Treatment of otalgia lies in identifying the pathology, whether it exists within the ear or elsewhere. Antibiotics are used to treat infectious causes like otitis media, otitis externa, tonsillitis, and pharyngitis. Antivirals can be used for viral causes such as herpes zoster oticus, and antifungals can be used for oral thrush. NSAIDs are used if myalgias and neuralgias are suspected. The patient should be re-examined after a 2 week trial on the NSAIDs. Appropriate consultation with a neurologist, dentist, gastroenterologist etc., should be done.

Medical Therapy

Primary Otalgia

  • Antibiotics are the mainstay of treatment of uncomplicated acute otitis media (AOM) in adults. The preferred antibacterial drug for the patient with AOM must be active against Streptococcus pneumoniae, Hemophilus influenzae, and Moraxella catarrhalis. Amoxicillin remains the drug of choice for initial therapy of AOM.
    • Mild to moderate disease: 500 mg every 12 hours, or 250 mg every 8 hours for 5 - 7 days.
    • Severe disease: 875 mg every 12 hours, or 500 mg every 8 hours for 10 days.

Alternatives to amoxicillin in case of penicillin allergy include Cefdinir (300 mg twice a day or 600 mg once daily), Cefpodoxime (200 mg twice a day), Cefuroxime (500 mg every 12 hours), and Ceftriaxone (2 g IM or IV once).
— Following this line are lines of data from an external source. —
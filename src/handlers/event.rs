//! Group events and RSVPs.

use super::Context;
use super::group::{ensure_member, find_group};
use crate::db::{GroupRecord, NewNotification};
use crate::error::{HandlerError, HandlerResult};
use crate::protocol::{EventRsvp, GroupEventCreate, ServerMessage, escape_html};
use chrono::SecondsFormat;
use serde_json::json;

async fn resolve_group(ctx: &Context, p: &GroupEventCreate) -> Result<GroupRecord, HandlerError> {
    if let Some(id) = p.group_id.as_deref().filter(|id| !id.is_empty()) {
        return find_group(ctx, id).await;
    }
    let title = p
        .group_title
        .as_deref()
        .map(str::trim)
        .filter(|t| !t.is_empty())
        .ok_or(HandlerError::MissingField("group_id"))?;
    ctx.db
        .groups()
        .find_by_title(title)
        .await?
        .ok_or(HandlerError::GroupNotFound)
}

/// Create an event and tell every other member.
///
/// Retries with the same title and time are rejected, and each member gets at
/// most one notification per event.
pub async fn create(ctx: &Context, p: GroupEventCreate) -> HandlerResult {
    let group = resolve_group(ctx, &p).await?;
    ensure_member(ctx, &group.id).await?;

    let title = p.title.trim();
    if title.is_empty() {
        return Err(HandlerError::MissingField("title"));
    }
    let when = p.event_time.ok_or(HandlerError::MissingField("event_time"))?;

    let title = escape_html(title);
    let events = ctx.db.events();
    if events
        .exists_identical(&group.id, &ctx.user_id, &title, when.timestamp())
        .await?
    {
        return Err(HandlerError::DuplicateEvent);
    }

    let event = events
        .create(
            &group.id,
            &ctx.user_id,
            &title,
            &escape_html(p.description.trim()),
            &escape_html(p.location.trim()),
            when.timestamp(),
        )
        .await?;

    let actor = ctx.actor().await?;
    let notifications = ctx.db.notifications();
    for member in ctx.db.groups().members(&group.id).await? {
        if member == ctx.user_id {
            continue;
        }
        notifications
            .insert_unique(&NewNotification {
                actor_id: &ctx.user_id,
                recipient_id: &member,
                group_id: Some(&group.id),
                kind: "group_event",
                message: format!("New event in {}: {}", group.title, event.title),
                entity_id: Some(&event.id),
                entity_type: Some("event"),
            })
            .await?;
    }

    let data = json!({
        "event_id": event.id,
        "group_id": group.id,
        "group_title": group.title,
        "title": event.title,
        "description": event.description,
        "location": event.location,
        "event_time": when.to_rfc3339_opts(SecondsFormat::Secs, true),
        "creator_id": ctx.user_id,
    });
    ctx.hub.notify_group(
        &group.id,
        &ServerMessage::info("group_event", Some(actor), data),
        Some(&ctx.user_id),
    );
    ctx.success("event created");
    Ok(())
}

pub async fn rsvp(ctx: &Context, p: EventRsvp) -> HandlerResult {
    let event = ctx
        .db
        .events()
        .find(&p.event_id)
        .await?
        .ok_or(HandlerError::EventNotFound)?;
    ensure_member(ctx, &event.group_id).await?;

    ctx.db
        .events()
        .set_attendance(&event.id, &ctx.user_id, p.status)
        .await?;

    if event.creator_id != ctx.user_id {
        let actor = ctx.actor().await?;
        ctx.db
            .notifications()
            .insert_unique(&NewNotification {
                actor_id: &ctx.user_id,
                recipient_id: &event.creator_id,
                group_id: Some(&event.group_id),
                kind: "event_rsvp",
                message: format!("{} answered your event {}", actor.nickname, event.title),
                entity_id: Some(&event.id),
                entity_type: Some("event"),
            })
            .await?;
        ctx.hub.notify(
            &event.creator_id,
            &ServerMessage::info(
                "event_rsvp",
                Some(actor),
                json!({
                    "event_id": event.id,
                    "user_id": ctx.user_id,
                    "status": p.status.as_str(),
                }),
            ),
        );
    }
    ctx.success("rsvp recorded");
    Ok(())
}
//! Durable notification records.
//!
//! A notification row is the source of truth for "what happened". The live push
//! delivered over the socket is a best-effort echo of it; clients that were offline
//! fetch their unread rows on their next login.

use super::{DbError, new_id, now};
use crate::protocol::ActorSummary;
use serde::Serialize;
use sqlx::SqlitePool;

/// A notification to be written.
#[derive(Debug, Clone)]
pub struct NewNotification<'a> {
    pub actor_id: &'a str,
    pub recipient_id: &'a str,
    pub group_id: Option<&'a str>,
    pub kind: &'a str,
    pub message: String,
    pub entity_id: Option<&'a str>,
    pub entity_type: Option<&'a str>,
}

/// A stored notification with its actor's profile.
#[derive(Debug, Clone, PartialEq, Eq, Serialize)]
pub struct NotificationRecord {
    pub id: String,
    pub kind: String,
    pub message: String,
    pub actor: ActorSummary,
    pub group_id: Option<String>,
    pub entity_id: Option<String>,
    pub entity_type: Option<String>,
    pub is_read: bool,
    pub created_at: i64,
}

type NotificationRow = (
    String,
    String,
    String,
    String,
    String,
    String,
    String,
    String,
    Option<String>,
    Option<String>,
    Option<String>,
    bool,
    i64,
);

const SELECT_WITH_ACTOR: &str = r#"
    SELECT n.id, n.kind, n.message,
           n.actor_id, COALESCE(u.first_name, ''), COALESCE(u.last_name, ''),
           COALESCE(u.nickname, ''), COALESCE(u.avatar, ''),
           n.recipient_group_id, n.entity_id, n.entity_type, n.is_read, n.created_at
    FROM notifications n
    LEFT JOIN users u ON u.id = n.actor_id
"#;

/// Repository for notifications.
pub struct NotificationRepository<'a> {
    pool: &'a SqlitePool,
}

impl<'a> NotificationRepository<'a> {
    pub fn new(pool: &'a SqlitePool) -> Self {
        Self { pool }
    }

    /// Write a notification, returning its id.
    pub async fn insert(&self, n: &NewNotification<'_>) -> Result<String, DbError> {
        let id = new_id();
        sqlx::query(
            r#"
            INSERT INTO notifications
                (id, actor_id, recipient_id, recipient_group_id, kind, message,
                 entity_id, entity_type, is_read, created_at)
            VALUES (?, ?, ?, ?, ?, ?, ?, ?, 0, ?)
            "#,
        )
        .bind(&id)
        .bind(n.actor_id)
        .bind(n.recipient_id)
        .bind(n.group_id)
        .bind(n.kind)
        .bind(&n.message)
        .bind(n.entity_id)
        .bind(n.entity_type)
        .bind(now())
        .execute(self.pool)
        .await?;
        Ok(id)
    }

    /// Write a notification unless one with the same actor, recipient, kind and
    /// entity already exists. Returns the new id, or `None` for a duplicate.
    pub async fn insert_unique(&self, n: &NewNotification<'_>) -> Result<Option<String>, DbError> {
        let existing: Option<String> = sqlx::query_scalar(
            r#"
            SELECT id FROM notifications
            WHERE actor_id = ? AND recipient_id = ? AND kind = ? AND entity_id IS ?
            "#,
        )
        .bind(n.actor_id)
        .bind(n.recipient_id)
        .bind(n.kind)
        .bind(n.entity_id)
        .fetch_optional(self.pool)
        .await?;

        if existing.is_some() {
            return Ok(None);
        }
        self.insert(n).await.map(Some)
    }

    /// All notifications for a user, newest first.
    pub async fn for_user(&self, user_id: &str) -> Result<Vec<NotificationRecord>, DbError> {
        let query = format!(
            "{SELECT_WITH_ACTOR} WHERE n.recipient_id = ? ORDER BY n.created_at DESC, n.rowid DESC"
        );
        let rows = sqlx::query_as::<_, NotificationRow>(&query)
            .bind(user_id)
            .fetch_all(self.pool)
            .await?;
        Ok(rows.into_iter().map(into_record).collect())
    }

    /// Unread notifications for a user, newest first.
    pub async fn unread_for_user(&self, user_id: &str) -> Result<Vec<NotificationRecord>, DbError> {
        let query = format!(
            "{SELECT_WITH_ACTOR} WHERE n.recipient_id = ? AND n.is_read = 0 \
             ORDER BY n.created_at DESC, n.rowid DESC"
        );
        let rows = sqlx::query_as::<_, NotificationRow>(&query)
            .bind(user_id)
            .fetch_all(self.pool)
            .await?;
        Ok(rows.into_iter().map(into_record).collect())
    }

    /// Mark one of the user's notifications read. Returns false when it is not theirs.
    pub async fn mark_read(&self, notification_id: &str, user_id: &str) -> Result<bool, DbError> {
        let result =
            sqlx::query("UPDATE notifications SET is_read = 1 WHERE id = ? AND recipient_id = ?")
                .bind(notification_id)
                .bind(user_id)
                .execute(self.pool)
                .await?;
        Ok(result.rows_affected() > 0)
    }

    /// Delete one of the user's notifications. Returns false when it is not theirs.
    pub async fn delete(&self, notification_id: &str, user_id: &str) -> Result<bool, DbError> {
        let result = sqlx::query("DELETE FROM notifications WHERE id = ? AND recipient_id = ?")
            .bind(notification_id)
            .bind(user_id)
            .execute(self.pool)
            .await?;
        Ok(result.rows_affected() > 0)
    }

    /// Remove unread notifications of `kind` from `actor_id` to `recipient_id`
    /// that refer to `entity_id`.
    pub async fn retract_unread(
        &self,
        actor_id: &str,
        recipient_id: &str,
        kind: &str,
        entity_id: Option<&str>,
    ) -> Result<u64, DbError> {
        let result = sqlx::query(
            r#"
            DELETE FROM notifications
            WHERE actor_id = ? AND recipient_id = ? AND kind = ? AND entity_id IS ?
              AND is_read = 0
            "#,
        )
        .bind(actor_id)
        .bind(recipient_id)
        .bind(kind)
        .bind(entity_id)
        .execute(self.pool)
        .await?;
        Ok(result.rows_affected())
    }
}

fn into_record(row: NotificationRow) -> NotificationRecord {
    let (
        id,
        kind,
        message,
        actor_id,
        first_name,
        last_name,
        nickname,
        avatar,
        group_id,
        entity_id,
        entity_type,
        is_read,
        created_at,
    ) = row;
    NotificationRecord {
        id,
        kind,
        message,
        actor: ActorSummary {
            id: actor_id,
            first_name,
            last_name,
            nickname,
            avatar,
        },
        group_id,
        entity_id,
        entity_type,
        is_read,
        created_at,
    }
}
  • Treatment of otitis externa includes:[1]
    • Pain management using NSAIDs.
    • Gently cleansing the debris from the external auditory canal with irrigation or by using a soft plastic curette or cotton swab under direct visualization.
    • Topical medical therapy which includes a combination of mild acid, corticosteroids and either an antibiotic or antifungal. Mild disease can be treated by using an acidifying agent and a corticosteroid. As an alternative a 2:1 mixture of 70% isopropyl alcohol and acetic acid can be used. More severe disease requires addition of an antibacterial or antifungal to the above.
    • Oral antistaphylococcal and IV antipseudomonal antibiotics are generally preferred in patients with fevers, immunosuppression, diabetes, adenopathy, or in those individuals with extension of the infection outside of the ear canal.
    • Chronic, noninfectious, therapy-resistant external otitis can be treated using 0.1% Tacrolimus cream according to a prospective study by Caffier et al.
  • Cholesteatomas are preferably treated by surgery. If the patient refuses surgery or if the medical condition of the patient contraindicates use of general anesthesia, then routine cleaning will help control infection and growth of cholesteatoma, but it does not stop further expansion and does not eliminate risk.
  • Antibiotics are the main stay of treatment for mastoiditis. Ceftriaxone is used as the initial drug of choice. Further choice of an antibiotic depends on culture studies and Grams staining. If open mastoid surgery is not undertaken, use of single, high-dose, intravenous steroids is warranted to decrease mucosal swelling and to promote natural drainage through the aditus ad antrum into the middle ear.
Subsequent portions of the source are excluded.